Um relatório de 2019 da Sensity AI, empresa que monitora deepfakes, descobriu que 96% eram imagens sexuais não consensuais — e, destas, 99% eram de mulheres.
McGlynn concorda. “As mulheres são muito mais propensas a sofrer esse abuso, e os autores são principalmente homens.”
“A sociedade não tem um bom histórico de levar a sério os crimes contra as mulheres, e esse também é o caso da pornografia deepfake. O abuso online costuma ser minimizado e banalizado.”
Helen também fala em My Blonde GF sobre a inimaginável preocupação de não saber quem criou as imagens.
“Em cada uma dessas fotos, são meus olhos olhando para a câmera”, diz ela.
“Mas apesar de tudo, essa pessoa, esse criador de perfil, esse acumulador de imagens não tem rosto.”
Ela ficou ainda mais horrorizada quando descobriu que a polícia não podia fazer nada para processar quem quer que havia feito as imagens.
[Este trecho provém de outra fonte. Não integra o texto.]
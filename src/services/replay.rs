//! Historical replay
//!
//! Feeds a pre-fetched report list through the identical scoring pipeline,
//! paced by a virtual clock running at a configurable multiple of real
//! time. The pipeline is unaware of the distinction between live and
//! replayed reports.

use crate::domain::score::ScoreUpdate;
use crate::domain::types::PositionReport;
use crate::services::tracker::ContestantTracker;
use anyhow::Context;
use chrono::{DateTime, Utc};
use std::path::Path;
use std::time::Duration;
use tracing::info;

/// Load a pre-fetched report list from a JSONL file (one report per line)
pub fn load_reports<P: AsRef<Path>>(path: P) -> anyhow::Result<Vec<PositionReport>> {
    let path = path.as_ref();
    let content = std::fs::read_to_string(path)
        .with_context(|| format!("Failed to read report file {}", path.display()))?;

    let mut reports = Vec::new();
    for (number, line) in content.lines().enumerate() {
        let line = line.trim();
        if line.is_empty() {
            continue;
        }
        let report: PositionReport = serde_json::from_str(line)
            .with_context(|| format!("Failed to parse report on line {}", number + 1))?;
        reports.push(report);
    }
    Ok(reports)
}

/// Replay a report list through one tracker.
///
/// Gaps between device timestamps are slept through at `1/speed_factor`
/// scale; a non-positive factor replays as fast as possible. Returns the
/// last published update.
pub async fn replay_track(
    tracker: &mut ContestantTracker,
    reports: Vec<PositionReport>,
    speed_factor: f64,
) -> Option<ScoreUpdate> {
    info!(
        contestant = %tracker.contestant().id,
        reports = %reports.len(),
        speed_factor = %speed_factor,
        "replay_started"
    );

    let mut last_time: Option<DateTime<Utc>> = None;
    let mut last_update = None;

    for report in reports {
        if speed_factor > 0.0 {
            if let Some(prev) = last_time {
                let gap_ms = (report.device_time - prev).num_milliseconds().max(0) as f64;
                let wait = Duration::from_millis((gap_ms / speed_factor) as u64);
                if !wait.is_zero() {
                    tokio::time::sleep(wait).await;
                }
            }
        }
        last_time = Some(report.device_time);
        last_update = tracker.process_report(report).or(last_update);
    }

    info!(
        contestant = %tracker.contestant().id,
        score = %tracker.score().total(),
        state = %tracker.score().tracking_state,
        "replay_finished"
    );
    last_update
}
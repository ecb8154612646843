//! TCP listener for live position reports
//!
//! Listens for connections from the tracking-device gateway. Protocol: one
//! JSON position report per line. Reports are forwarded to the orchestrator
//! channel with try_send so a slow pipeline never blocks the socket.

use crate::domain::types::PositionReport;
use crate::infra::metrics::Metrics;
use std::net::SocketAddr;
use std::sync::Arc;
use std::time::{Duration, Instant};
use tokio::io::{AsyncBufReadExt, BufReader};
use tokio::net::TcpListener;
use tokio::sync::mpsc::error::TrySendError;
use tokio::sync::{mpsc, watch};
use tracing::{debug, error, info, warn};

/// Report listener configuration
#[derive(Debug, Clone)]
pub struct ReportListenerConfig {
    pub port: u16,
    pub enabled: bool,
}

impl Default for ReportListenerConfig {
    fn default() -> Self {
        Self { port: 25410, enabled: true }
    }
}

/// Start the position report TCP listener
///
/// Accepts connections and forwards parsed reports to the orchestrator.
/// Reports are sent via try_send to avoid blocking - drops are counted in
/// metrics.
pub async fn start_report_listener(
    config: ReportListenerConfig,
    report_tx: mpsc::Sender<PositionReport>,
    metrics: Arc<Metrics>,
    mut shutdown: watch::Receiver<bool>,
) -> Result<(), Box<dyn std::error::Error + Send + Sync>> {
    if !config.enabled {
        info!("report_listener_disabled");
        return Ok(());
    }

    let addr = format!("0.0.0.0:{}", config.port);
    let listener = TcpListener::bind(&addr).await?;

    info!(port = %config.port, "report_listener_started");

    loop {
        tokio::select! {
            // Check for shutdown
            _ = shutdown.changed() => {
                if *shutdown.borrow() {
                    info!("report_listener_shutdown");
                    return Ok(());
                }
            }
            // Accept new connections
            result = listener.accept() => {
                match result {
                    Ok((socket, addr)) => {
                        let tx = report_tx.clone();
                        let m = metrics.clone();
                        tokio::spawn(async move {
                            handle_report_connection(socket, addr, tx, m).await;
                        });
                    }
                    Err(e) => {
                        error!(error = %e, "report_listener_accept_failed");
                    }
                }
            }
        }
    }
}

async fn handle_report_connection(
    socket: tokio::net::TcpStream,
    addr: SocketAddr,
    report_tx: mpsc::Sender<PositionReport>,
    metrics: Arc<Metrics>,
) {
    let peer = addr.to_string();
    debug!(peer = %peer, "report_connection_accepted");

    let reader = BufReader::new(socket);
    let mut lines = reader.lines();

    // Rate-limit drop warnings to 1 per second
    let mut last_drop_warn = Instant::now() - Duration::from_secs(2);

    while let Ok(Some(line)) = lines.next_line().await {
        let line = line.trim();
        if line.is_empty() {
            continue;
        }

        let report: PositionReport = match serde_json::from_str(line) {
            Ok(report) => report,
            Err(e) => {
                warn!(peer = %peer, error = %e, "report_parse_failed");
                continue;
            }
        };

        metrics.record_report_received();
        match report_tx.try_send(report) {
            Ok(()) => {}
            Err(TrySendError::Full(_)) => {
                metrics.record_report_dropped();
                // Rate-limit warning to 1 per second
                if last_drop_warn.elapsed() > Duration::from_secs(1) {
                    warn!(peer = %peer, "report_dropped: channel full");
                    last_drop_warn = Instant::now();
                }
            }
            Err(TrySendError::Closed(_)) => {
                warn!(peer = %peer, "report_channel_closed");
                return;
            }
        }
    }

    debug!(peer = %peer, "report_connection_closed");
}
Eles disseram a ela que não havia nada que poderiam fazer, uma vez que nenhum crime havia sido cometido. Não é ilegal fazer imagens deepfake.
No Reino Unido, a lei na Escócia já permite que a polícia investigue, mas a atual legislação na Inglaterra e no País de Gales, não.
O Projeto de Lei de Segurança Online, que está atualmente sendo analisado na Câmara dos Lordes, prevê tornar ilegal o compartilhamento não consensual de imagens pornográficas deepfake.
McGlynn diz que “as mudanças incluídas no projeto de lei são há muito tempo esperadas” — mas para que seja realmente eficaz, “precisa nomear a violência online contra mulheres e meninas como um problema prioritário, e incluir medidas para garantir que as plataformas de internet levem esses abusos a sério”.
O Departamento de Ciência, Inovação e Tecnologia, responsável pelo projeto de lei, informou à BBC que o mesmo deve se tornar lei neste ano.
Morris conclui que está “tentando fazer perguntas” com seu filme.
“Não tenho soluções, mas realmente sinto que é algo que precisamos prestar atenção.”
Ela diz ainda que a importância dos documentários não pode ser subestimada.
“Acho que eles abrem uma janela para a vida de outras pessoas.”
“Sinto que agora, por causa das redes sociais, estamos tão envolvidos com nossa própria experiência e em como nos representamos.”
“É muito importante pensar em como as outras pessoas vivem e sentem o mundo.”